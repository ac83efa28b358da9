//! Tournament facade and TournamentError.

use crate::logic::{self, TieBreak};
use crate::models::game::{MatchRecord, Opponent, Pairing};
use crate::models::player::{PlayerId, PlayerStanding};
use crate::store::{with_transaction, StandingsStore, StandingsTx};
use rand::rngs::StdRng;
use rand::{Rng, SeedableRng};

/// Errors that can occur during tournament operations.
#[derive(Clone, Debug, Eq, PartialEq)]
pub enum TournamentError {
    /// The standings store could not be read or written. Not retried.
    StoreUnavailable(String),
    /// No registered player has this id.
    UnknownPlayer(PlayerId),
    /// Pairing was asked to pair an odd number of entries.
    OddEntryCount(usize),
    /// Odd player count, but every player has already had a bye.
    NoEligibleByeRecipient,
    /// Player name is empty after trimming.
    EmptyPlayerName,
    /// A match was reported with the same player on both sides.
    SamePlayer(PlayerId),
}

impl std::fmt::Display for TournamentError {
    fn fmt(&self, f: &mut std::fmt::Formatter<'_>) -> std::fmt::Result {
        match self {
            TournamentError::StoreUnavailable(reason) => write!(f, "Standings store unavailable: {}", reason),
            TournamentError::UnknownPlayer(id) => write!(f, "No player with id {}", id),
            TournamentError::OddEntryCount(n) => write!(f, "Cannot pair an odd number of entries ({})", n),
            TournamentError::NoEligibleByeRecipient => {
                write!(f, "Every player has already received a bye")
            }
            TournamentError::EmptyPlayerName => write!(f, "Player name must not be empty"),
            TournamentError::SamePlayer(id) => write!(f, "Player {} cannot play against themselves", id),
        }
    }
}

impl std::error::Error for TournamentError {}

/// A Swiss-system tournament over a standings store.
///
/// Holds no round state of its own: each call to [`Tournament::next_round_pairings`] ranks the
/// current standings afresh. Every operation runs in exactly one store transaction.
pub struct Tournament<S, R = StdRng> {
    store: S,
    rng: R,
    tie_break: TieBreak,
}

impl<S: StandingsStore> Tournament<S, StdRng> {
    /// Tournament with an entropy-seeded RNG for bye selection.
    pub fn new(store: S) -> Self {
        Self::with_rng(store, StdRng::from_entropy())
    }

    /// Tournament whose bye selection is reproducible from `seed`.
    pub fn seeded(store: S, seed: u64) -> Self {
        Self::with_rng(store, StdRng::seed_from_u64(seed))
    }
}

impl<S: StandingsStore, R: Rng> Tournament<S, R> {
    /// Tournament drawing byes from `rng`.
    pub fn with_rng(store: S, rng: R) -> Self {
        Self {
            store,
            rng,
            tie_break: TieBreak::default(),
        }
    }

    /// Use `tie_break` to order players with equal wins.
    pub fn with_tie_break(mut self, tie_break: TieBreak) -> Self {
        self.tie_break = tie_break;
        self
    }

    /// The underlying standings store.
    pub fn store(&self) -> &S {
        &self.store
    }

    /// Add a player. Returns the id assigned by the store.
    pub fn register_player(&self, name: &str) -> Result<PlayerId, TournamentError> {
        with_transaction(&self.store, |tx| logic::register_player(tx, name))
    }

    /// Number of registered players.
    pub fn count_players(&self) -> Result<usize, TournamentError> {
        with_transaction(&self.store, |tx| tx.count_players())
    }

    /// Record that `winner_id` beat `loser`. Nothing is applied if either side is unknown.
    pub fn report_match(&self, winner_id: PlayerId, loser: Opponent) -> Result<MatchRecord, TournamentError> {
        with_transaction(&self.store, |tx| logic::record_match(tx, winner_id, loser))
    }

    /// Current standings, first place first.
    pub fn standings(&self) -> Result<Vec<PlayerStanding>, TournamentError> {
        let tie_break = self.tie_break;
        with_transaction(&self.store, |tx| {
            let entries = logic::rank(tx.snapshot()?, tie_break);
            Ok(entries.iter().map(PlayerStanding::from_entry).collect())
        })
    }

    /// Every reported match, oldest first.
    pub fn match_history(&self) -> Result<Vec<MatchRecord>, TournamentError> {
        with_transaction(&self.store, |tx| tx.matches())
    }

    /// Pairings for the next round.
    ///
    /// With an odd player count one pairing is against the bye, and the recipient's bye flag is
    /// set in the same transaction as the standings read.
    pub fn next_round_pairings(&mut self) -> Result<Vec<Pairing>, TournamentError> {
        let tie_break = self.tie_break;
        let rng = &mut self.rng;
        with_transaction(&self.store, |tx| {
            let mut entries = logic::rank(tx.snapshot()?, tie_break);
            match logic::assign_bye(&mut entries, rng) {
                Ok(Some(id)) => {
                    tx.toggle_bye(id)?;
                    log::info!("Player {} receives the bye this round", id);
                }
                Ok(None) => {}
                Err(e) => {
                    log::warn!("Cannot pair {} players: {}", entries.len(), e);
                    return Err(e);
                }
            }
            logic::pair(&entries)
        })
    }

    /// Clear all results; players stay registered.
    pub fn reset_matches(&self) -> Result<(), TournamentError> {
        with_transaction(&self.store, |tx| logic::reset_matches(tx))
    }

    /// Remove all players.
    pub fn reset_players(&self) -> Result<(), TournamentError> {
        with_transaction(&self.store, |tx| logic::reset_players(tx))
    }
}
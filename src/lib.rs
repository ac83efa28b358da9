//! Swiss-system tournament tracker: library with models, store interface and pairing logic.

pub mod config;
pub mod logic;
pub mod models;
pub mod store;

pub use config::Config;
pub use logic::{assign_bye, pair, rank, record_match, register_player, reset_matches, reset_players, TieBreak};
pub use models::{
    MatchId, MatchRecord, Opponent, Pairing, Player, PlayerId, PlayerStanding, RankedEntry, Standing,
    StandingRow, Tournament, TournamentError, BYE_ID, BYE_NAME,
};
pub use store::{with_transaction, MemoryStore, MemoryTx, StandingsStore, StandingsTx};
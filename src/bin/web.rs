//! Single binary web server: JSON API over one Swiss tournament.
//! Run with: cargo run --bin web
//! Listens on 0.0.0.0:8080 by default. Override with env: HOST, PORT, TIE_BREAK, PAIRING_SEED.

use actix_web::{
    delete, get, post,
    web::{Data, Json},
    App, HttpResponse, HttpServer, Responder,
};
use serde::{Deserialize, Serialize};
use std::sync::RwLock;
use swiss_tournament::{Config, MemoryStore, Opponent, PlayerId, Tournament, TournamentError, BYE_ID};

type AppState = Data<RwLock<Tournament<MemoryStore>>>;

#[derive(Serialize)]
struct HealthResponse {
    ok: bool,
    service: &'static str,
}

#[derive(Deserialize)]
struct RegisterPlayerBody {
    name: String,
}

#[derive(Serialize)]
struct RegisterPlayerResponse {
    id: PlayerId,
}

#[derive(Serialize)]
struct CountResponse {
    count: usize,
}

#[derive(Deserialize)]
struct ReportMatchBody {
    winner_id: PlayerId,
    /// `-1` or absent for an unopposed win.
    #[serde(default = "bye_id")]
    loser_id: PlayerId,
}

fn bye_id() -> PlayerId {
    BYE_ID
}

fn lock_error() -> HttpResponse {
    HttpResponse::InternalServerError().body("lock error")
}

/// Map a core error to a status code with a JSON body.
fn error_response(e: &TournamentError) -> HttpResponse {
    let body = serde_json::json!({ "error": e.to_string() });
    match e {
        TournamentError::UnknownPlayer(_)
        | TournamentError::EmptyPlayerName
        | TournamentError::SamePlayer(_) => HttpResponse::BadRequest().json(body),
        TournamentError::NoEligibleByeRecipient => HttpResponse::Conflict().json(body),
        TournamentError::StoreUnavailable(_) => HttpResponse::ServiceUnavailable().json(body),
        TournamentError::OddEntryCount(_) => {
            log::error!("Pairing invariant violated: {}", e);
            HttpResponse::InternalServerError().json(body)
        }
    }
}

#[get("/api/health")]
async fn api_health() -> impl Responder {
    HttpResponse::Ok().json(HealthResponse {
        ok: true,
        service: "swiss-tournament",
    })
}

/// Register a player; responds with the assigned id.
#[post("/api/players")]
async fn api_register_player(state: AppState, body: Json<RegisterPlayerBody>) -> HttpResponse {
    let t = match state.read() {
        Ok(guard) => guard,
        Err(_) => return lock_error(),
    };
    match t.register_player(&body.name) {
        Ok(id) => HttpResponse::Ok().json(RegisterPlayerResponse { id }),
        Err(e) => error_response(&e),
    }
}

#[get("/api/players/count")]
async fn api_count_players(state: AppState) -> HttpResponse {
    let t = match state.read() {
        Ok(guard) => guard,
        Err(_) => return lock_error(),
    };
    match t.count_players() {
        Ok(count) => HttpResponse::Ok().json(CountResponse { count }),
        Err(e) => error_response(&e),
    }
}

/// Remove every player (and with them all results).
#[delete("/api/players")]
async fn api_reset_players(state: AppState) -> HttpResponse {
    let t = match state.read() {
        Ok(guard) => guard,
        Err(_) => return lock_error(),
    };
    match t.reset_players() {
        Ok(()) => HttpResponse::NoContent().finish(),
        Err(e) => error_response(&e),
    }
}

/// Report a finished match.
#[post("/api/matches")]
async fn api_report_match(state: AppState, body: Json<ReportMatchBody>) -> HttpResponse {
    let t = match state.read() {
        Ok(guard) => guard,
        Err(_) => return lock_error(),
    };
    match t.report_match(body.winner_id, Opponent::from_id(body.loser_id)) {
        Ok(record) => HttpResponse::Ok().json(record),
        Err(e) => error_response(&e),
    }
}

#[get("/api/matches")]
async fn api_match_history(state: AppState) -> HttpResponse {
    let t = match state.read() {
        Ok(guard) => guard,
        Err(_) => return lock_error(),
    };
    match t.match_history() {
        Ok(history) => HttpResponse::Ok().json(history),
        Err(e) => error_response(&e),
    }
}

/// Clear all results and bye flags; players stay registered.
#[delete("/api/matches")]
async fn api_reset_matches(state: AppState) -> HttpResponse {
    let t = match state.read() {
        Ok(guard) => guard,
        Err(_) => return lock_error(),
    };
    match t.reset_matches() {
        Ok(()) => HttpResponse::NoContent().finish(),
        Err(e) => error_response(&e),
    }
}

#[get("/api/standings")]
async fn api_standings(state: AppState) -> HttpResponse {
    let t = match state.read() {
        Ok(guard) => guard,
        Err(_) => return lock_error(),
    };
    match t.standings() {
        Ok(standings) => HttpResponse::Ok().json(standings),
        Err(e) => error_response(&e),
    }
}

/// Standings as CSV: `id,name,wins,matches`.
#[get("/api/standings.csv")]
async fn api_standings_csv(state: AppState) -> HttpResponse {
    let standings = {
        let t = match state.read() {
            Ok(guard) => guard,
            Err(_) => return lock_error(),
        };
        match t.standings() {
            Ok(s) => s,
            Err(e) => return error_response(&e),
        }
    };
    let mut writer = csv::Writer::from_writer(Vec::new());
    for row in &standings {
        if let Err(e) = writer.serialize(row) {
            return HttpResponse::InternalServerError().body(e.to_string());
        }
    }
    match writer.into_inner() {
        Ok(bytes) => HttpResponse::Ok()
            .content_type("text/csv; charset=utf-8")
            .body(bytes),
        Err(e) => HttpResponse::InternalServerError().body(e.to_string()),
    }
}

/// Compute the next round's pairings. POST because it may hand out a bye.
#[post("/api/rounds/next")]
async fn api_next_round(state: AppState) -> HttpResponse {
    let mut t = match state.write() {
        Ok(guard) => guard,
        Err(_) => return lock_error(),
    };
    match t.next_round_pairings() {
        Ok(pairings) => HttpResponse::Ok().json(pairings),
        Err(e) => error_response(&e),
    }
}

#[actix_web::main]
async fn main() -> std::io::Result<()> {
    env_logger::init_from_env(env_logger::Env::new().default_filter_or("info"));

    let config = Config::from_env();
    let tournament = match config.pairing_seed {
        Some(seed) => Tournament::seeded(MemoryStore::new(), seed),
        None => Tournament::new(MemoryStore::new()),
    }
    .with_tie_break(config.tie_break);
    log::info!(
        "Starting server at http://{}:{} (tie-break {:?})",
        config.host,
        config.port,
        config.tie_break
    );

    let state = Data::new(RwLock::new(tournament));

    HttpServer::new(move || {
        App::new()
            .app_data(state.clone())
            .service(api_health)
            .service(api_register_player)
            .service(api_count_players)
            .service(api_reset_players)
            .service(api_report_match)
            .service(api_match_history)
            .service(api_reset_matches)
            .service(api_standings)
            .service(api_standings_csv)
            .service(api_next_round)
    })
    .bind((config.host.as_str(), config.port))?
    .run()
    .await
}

══════

### PROBLEM
The answer should be a bare number: the count of lines above in which the word "writer" occurs.

### RESPONSE FOR THIS EXERCISE
3